Part 2 - PySpark: DataFrames, Spark SQL, and Schema Management
Published on Thursday, Mar 6, 2025
1 min read
Recap: PySpark Foundations
In Part 1 of this PySpark series, we explored the basics of Apache Spark, focusing on RDDs (Resilient Distributed Datasets), transformations, actions, and the underlying execution model.
We discussed the importance of partitions, the difference between narrow and wide transformations, and how Spark jobs, stages, and tasks are orchestrated for distributed data processing.
If you’re new to Spark or want a refresher on RDDs, transformations, and actions, check out the previous post.

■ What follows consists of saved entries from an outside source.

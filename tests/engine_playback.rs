use beatforge::{
    Engine, EngineCommand, EngineConfig, EngineUpdate, Project, TrackDescriptor,
    audio::{EnvelopeStage, InstrumentType},
    automation::{Curve, CurveShape, EnvelopeDefinition, EnvelopeTarget, Placement},
    events::{EventId, NoteEvent},
    timing::{PatternNode, TransportState, ViewMode},
};
use crossbeam::channel::Receiver;

const SR: u32 = 1000;

struct Rig {
    engine: Engine,
    updates: Receiver<EngineUpdate>,
}

impl Rig {
    fn new(project: Project) -> Self {
        Self::with_config(project, EngineConfig::default())
    }

    fn with_config(project: Project, config: EngineConfig) -> Self {
        let (tx, updates) = crossbeam::channel::bounded(4096);
        let mut engine = Engine::new(SR, config, tx);
        engine.apply(EngineCommand::LoadProject(Box::new(project)));
        Self { engine, updates }
    }

    fn transport(&mut self, state: TransportState) {
        self.engine.apply(EngineCommand::SetTransport {
            state,
            position: None,
        });
    }

    fn play(&mut self) {
        self.transport(TransportState::Playing);
    }

    fn render(&mut self, frames: usize) -> Vec<f32> {
        let mut out = vec![0.0; frames * 2];
        self.engine.render(&mut out, 2);
        out
    }

    fn triggered(&self) -> Vec<EventId> {
        self.updates
            .try_iter()
            .filter_map(|update| match update {
                EngineUpdate::PlaybackUpdate { triggered, .. } => Some(triggered),
                _ => None,
            })
            .flatten()
            .collect()
    }

    /// Renders frame by frame and returns the playback frame of every trigger.
    fn trigger_frames(&mut self, frames: usize) -> Vec<u64> {
        let _ = self.triggered();
        let mut hits = Vec::new();
        for _ in 0..frames {
            self.render(1);
            if !self.triggered().is_empty() {
                hits.push(self.engine.frames_played() - 1);
            }
        }
        hits
    }
}

fn left(out: &[f32]) -> Vec<f32> {
    out.chunks(2).map(|f| f[0]).collect()
}

fn right(out: &[f32]) -> Vec<f32> {
    out.chunks(2).map(|f| f[1]).collect()
}

fn rms(samples: &[f32]) -> f32 {
    (samples.iter().map(|s| s * s).sum::<f32>() / samples.len() as f32).sqrt()
}

fn pattern_project(bpm: f64, id: &str, kind: InstrumentType, tree: PatternNode) -> Project {
    let mut project = Project::new("test", bpm);
    project
        .tracks
        .push(TrackDescriptor::new(id, kind).with_pattern(tree));
    project
}

fn four_kicks(bpm: f64) -> Project {
    pattern_project(
        bpm,
        "kick",
        InstrumentType::Kick,
        PatternNode::split(4, vec![PatternNode::hit(); 4]),
    )
}

#[test]
fn eleventh_loop_starts_on_the_sample_grid() {
    // 120 bpm divides evenly; 133 bpm floors 1804.51 to 1804 every loop.
    for (bpm, loop_length) in [(120.0, 2000u64), (133.0, 1804)] {
        let mut rig = Rig::new(pattern_project(
            bpm,
            "kick",
            InstrumentType::Kick,
            PatternNode::hit(),
        ));
        rig.play();
        assert_eq!(rig.engine.transport().loop_length_samples(), loop_length);

        let hits = rig.trigger_frames(loop_length as usize * 10 + 1);
        let expected: Vec<u64> = (0..=10).map(|n| n * loop_length).collect();
        assert_eq!(hits, expected, "bpm {bpm}");
    }
}

#[test]
fn solo_silences_every_other_track() {
    let mut project = Project::new("solo", 120.0);
    let mut hard_left = TrackDescriptor::new("left", InstrumentType::Organ)
        .with_pattern(PatternNode::hit());
    hard_left.pan = -1.0;
    let mut hard_right = TrackDescriptor::new("right", InstrumentType::Organ)
        .with_pattern(PatternNode::hit());
    hard_right.pan = 1.0;
    project.tracks.push(hard_left);
    project.tracks.push(hard_right);

    let mut rig = Rig::new(project);
    rig.engine.apply(EngineCommand::UpdateTrackSolo {
        track_id: "left".into(),
        value: true,
    });
    rig.play();
    let out = rig.render(200);
    assert!(right(&out).iter().all(|s| *s == 0.0));
    assert!(rms(&left(&out)) > 0.01);

    rig.engine.apply(EngineCommand::UpdateTrackSolo {
        track_id: "left".into(),
        value: false,
    });
    let out = rig.render(200);
    assert!(rms(&right(&out)) > 0.01);
}

#[test]
fn muted_voice_keeps_running_underneath() {
    let mut project = Project::new("solo", 120.0);
    project.tracks.push(
        TrackDescriptor::new("lead", InstrumentType::Organ).with_pattern(PatternNode::hit()),
    );
    let mut rig = Rig::new(project);
    rig.engine.apply(EngineCommand::UpdateTrackMute {
        track_id: "lead".into(),
        value: true,
    });
    rig.play();
    assert!(rig.render(100).iter().all(|s| *s == 0.0));

    // Unmuting resumes the voice that kept running underneath.
    rig.engine.apply(EngineCommand::UpdateTrackMute {
        track_id: "lead".into(),
        value: false,
    });
    assert!(rms(&left(&rig.render(100))) > 0.01);
}

#[test]
fn note_off_only_releases_its_own_voice() {
    let mut project = Project::new("noteoff", 120.0);
    project
        .tracks
        .push(TrackDescriptor::new("a", InstrumentType::Organ));
    project
        .tracks
        .push(TrackDescriptor::new("b", InstrumentType::Organ));
    project.events = vec![
        NoteEvent::new(0.0, 60, 1.0, "a"),
        NoteEvent::new(0.0, 60, 1.0, "b"),
        NoteEvent::new(1.0, 60, 0.0, "a"),
        NoteEvent::new(1.0, 60, 0.0, "b").in_pattern("verse"),
    ];

    let mut rig = Rig::new(project);
    rig.play();
    rig.render(520);

    let a = rig.engine.voice("a").unwrap();
    assert_eq!(a.stage(), EnvelopeStage::Release);
    let b = rig.engine.voice("b").unwrap();
    assert_eq!(b.stage(), EnvelopeStage::Sustain);
}

#[test]
fn note_off_for_another_pitch_is_ignored() {
    let mut project = Project::new("noteoff", 120.0);
    project
        .tracks
        .push(TrackDescriptor::new("a", InstrumentType::Organ));
    project.events = vec![
        NoteEvent::new(0.0, 64, 1.0, "a"),
        NoteEvent::new(1.0, 60, 0.0, "a"),
    ];

    let mut rig = Rig::new(project);
    rig.play();
    rig.render(520);
    assert_eq!(rig.engine.voice("a").unwrap().stage(), EnvelopeStage::Sustain);
}

#[test]
fn every_event_fires_once_per_loop() {
    let mut rig = Rig::new(four_kicks(120.0));
    rig.play();
    for _ in 0..(3 * 2000 / 64) {
        rig.render(64);
    }
    rig.render(3 * 2000 % 64);

    let fired = rig.triggered();
    assert_eq!(fired.len(), 12);
    let mut ids = fired.clone();
    ids.sort();
    ids.dedup();
    assert_eq!(ids.len(), 4);
    for id in ids {
        assert_eq!(fired.iter().filter(|f| **f == id).count(), 3);
    }
}

#[test]
fn chords_trigger_every_pitch() {
    let mut project = Project::new("chord", 120.0);
    project
        .tracks
        .push(TrackDescriptor::new("keys", InstrumentType::Organ));
    project
        .tracks
        .push(TrackDescriptor::new("bass", InstrumentType::Bass));
    project.events = vec![
        NoteEvent::new(0.0, 60, 1.0, "keys"),
        NoteEvent::new(0.0, 64, 1.0, "keys"),
        NoteEvent::new(0.0, 40, 1.0, "bass"),
    ];
    let mut rig = Rig::new(project);
    rig.play();
    rig.render(10);
    assert_eq!(rig.triggered().len(), 3);
}

#[test]
fn pattern_edit_swaps_future_hits_only() {
    let mut rig = Rig::new(four_kicks(120.0));
    rig.play();
    rig.render(450);
    // Beat 1 is inside the lookahead window by now.
    assert_eq!(rig.engine.pending_triggers(), 1);

    rig.engine.apply(EngineCommand::UpdatePatternTree {
        track_id: "kick".into(),
        tree: PatternNode::split(2, vec![PatternNode::hit(), PatternNode::hit()]),
    });
    assert_eq!(rig.engine.pending_triggers(), 0);

    let hits = rig.trigger_frames(3550);
    assert_eq!(hits, vec![1000, 2000, 3000]);
}

#[test]
fn replacing_track_events_reschedules_that_track() {
    let mut project = four_kicks(120.0);
    project
        .tracks
        .push(TrackDescriptor::new("snare", InstrumentType::Snare));
    project.events = vec![NoteEvent::new(0.5, 60, 1.0, "snare")];
    let mut rig = Rig::new(project);
    rig.play();
    rig.render(100);
    let _ = rig.triggered();

    rig.engine.apply(EngineCommand::UpdateTrackEvents {
        track_id: "snare".into(),
        events: vec![NoteEvent::new(1.5, 60, 1.0, "snare")],
    });
    // Kicks at 500, 1000, 1500; the snare moved from 250 to 750.
    let hits = rig.trigger_frames(1900);
    assert_eq!(hits, vec![500, 750, 1000, 1500]);
}

#[test]
fn tempo_change_keeps_the_beat() {
    let mut rig = Rig::new(four_kicks(120.0));
    rig.play();
    rig.render(1000);
    let _ = rig.triggered();

    rig.engine.apply(EngineCommand::SetTempo(60.0));
    assert_eq!(rig.engine.transport().current_beat(), 2.0);
    assert_eq!(rig.engine.transport().loop_length_samples(), 4000);

    // Beat 2 is due immediately, beat 3 one second later.
    let hits = rig.trigger_frames(1500);
    assert_eq!(hits, vec![1000, 2000]);
}

#[test]
fn stop_rewinds_and_lets_tails_ring_out() {
    let mut rig = Rig::new(four_kicks(120.0));
    rig.play();
    rig.render(700);
    rig.transport(TransportState::Stopped);

    let transport = rig.engine.transport();
    assert_eq!((transport.current_time(), transport.loop_index()), (0, 0));
    assert_eq!(rig.engine.pending_triggers(), 0);
    let stage = rig.engine.voice("kick").unwrap().stage();
    assert!(matches!(stage, EnvelopeStage::Release | EnvelopeStage::FadeOut));

    let _ = rig.triggered();
    let out = rig.render(2000);
    assert!(rig.triggered().is_empty());
    assert_eq!(rig.engine.frames_played(), 700);
    assert_eq!(rig.engine.active_voices(), 0);
    assert!(out[out.len() - 200..].iter().all(|s| *s == 0.0));
}

#[test]
fn pause_holds_the_position() {
    let mut rig = Rig::new(four_kicks(120.0));
    rig.play();
    rig.render(700);
    rig.transport(TransportState::Paused);
    rig.render(300);
    assert_eq!(rig.engine.transport().current_time(), 700);

    rig.play();
    let _ = rig.triggered();
    assert_eq!(rig.trigger_frames(400), vec![1000]);
}

#[test]
fn locate_moves_playback() {
    let mut rig = Rig::new(four_kicks(120.0));
    rig.engine.apply(EngineCommand::SetTransport {
        state: TransportState::Playing,
        position: Some(2.5),
    });
    assert_eq!(rig.engine.transport().current_time(), 1250);
    assert_eq!(rig.trigger_frames(700), vec![250]);
}

#[test]
fn half_volume_centre_pan_is_constant_power() {
    let config = EngineConfig {
        master_gain: 1.0,
        ..Default::default()
    };
    let tree = PatternNode::hit();

    // Hard left at unity passes the raw voice sample straight through.
    let mut raw = pattern_project(120.0, "keys", InstrumentType::Organ, tree.clone());
    raw.tracks[0].pan = -1.0;
    let mut centred = pattern_project(120.0, "keys", InstrumentType::Organ, tree);
    centred.tracks[0].volume = 0.5;

    let mut raw = Rig::with_config(raw, config.clone());
    let mut centred = Rig::with_config(centred, config);
    raw.play();
    centred.play();
    let raw = left(&raw.render(300));
    let centred = centred.render(300);

    assert!(rms(&raw) > 0.01);
    for (frame, raw) in centred.chunks(2).zip(raw) {
        assert!((frame[0] - 0.353_553_4 * raw).abs() < 1e-5);
        assert!((frame[1] - frame[0]).abs() < 1e-6);
    }
}

#[test]
fn arrangement_loop_covers_the_timeline() {
    let mut project = Project::new("song", 120.0);
    project.view_mode = ViewMode::Arrangement;
    project
        .tracks
        .push(TrackDescriptor::new("kick", InstrumentType::Kick));
    project.events = vec![
        NoteEvent::new(0.0, 60, 1.0, "kick"),
        NoteEvent::new(5.0, 60, 1.0, "kick"),
    ];
    let mut rig = Rig::new(project);
    assert_eq!(rig.engine.transport().loop_beats(), 8.0);
    rig.play();
    assert_eq!(rig.trigger_frames(4001), vec![0, 2500, 4000]);
}

#[test]
fn volume_envelope_fades_arrangement_voices() {
    let song = |with_fade: bool| {
        let mut project = Project::new("song", 120.0);
        project.view_mode = ViewMode::Arrangement;
        project.timeline.length_beats = Some(4.0);
        project
            .tracks
            .push(TrackDescriptor::new("keys", InstrumentType::Organ));
        project.events = vec![NoteEvent::new(0.0, 60, 1.0, "keys")];
        project.envelopes.push(EnvelopeDefinition {
            id: "fade".into(),
            target: EnvelopeTarget::Volume,
            curve: Curve {
                start: 1.0,
                end: 0.0,
                shape: CurveShape::Linear,
            },
        });
        if with_fade {
            project.timeline.envelopes.push(Placement {
                definition_id: "fade".into(),
                start_beat: 0.0,
                duration: 4.0,
                pattern_id: None,
            });
        }
        project
    };

    let mut plain = Rig::new(song(false));
    let mut faded = Rig::new(song(true));
    plain.play();
    faded.play();
    let plain = left(&plain.render(1900));
    let faded = left(&faded.render(1900));

    let tail = 1800..1900;
    assert!(rms(&plain[tail.clone()]) > 0.01);
    assert!(rms(&faded[tail]) < 0.15 * rms(&plain[1800..1900]));
}

#[test]
fn position_updates_are_throttled() {
    let mut rig = Rig::new(four_kicks(120.0));
    rig.play();
    rig.render(500);
    let positions: Vec<f64> = rig
        .updates
        .try_iter()
        .filter_map(|update| match update {
            EngineUpdate::PlaybackPosition { beat } => Some(beat),
            _ => None,
        })
        .collect();
    // 50 ms at 1 kHz is one update every 50 frames.
    assert_eq!(positions.len(), 10);
    assert_eq!(positions[0], 0.1);
}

Part 2: Higher-Level APIs in Apache Spark
As Spark evolved, so did its APIs. While RDDs provide fine-grained control, most real-world data engineering and analytics tasks benefit from higher-level abstractions: DataFrames and Spark SQL. These APIs offer powerful, expressive, and optimized ways to work with structured data.
Why Move Beyond RDDs?
- Productivity: DataFrames and Spark SQL allow you to write less code for complex tasks.
- Performance: Spark’s Catalyst optimizer can optimize DataFrame and SQL queries for better performance.
- Interoperability: DataFrames are easily convertible to SQL tables and vice versa, enabling seamless integration with BI tools and SQL workflows.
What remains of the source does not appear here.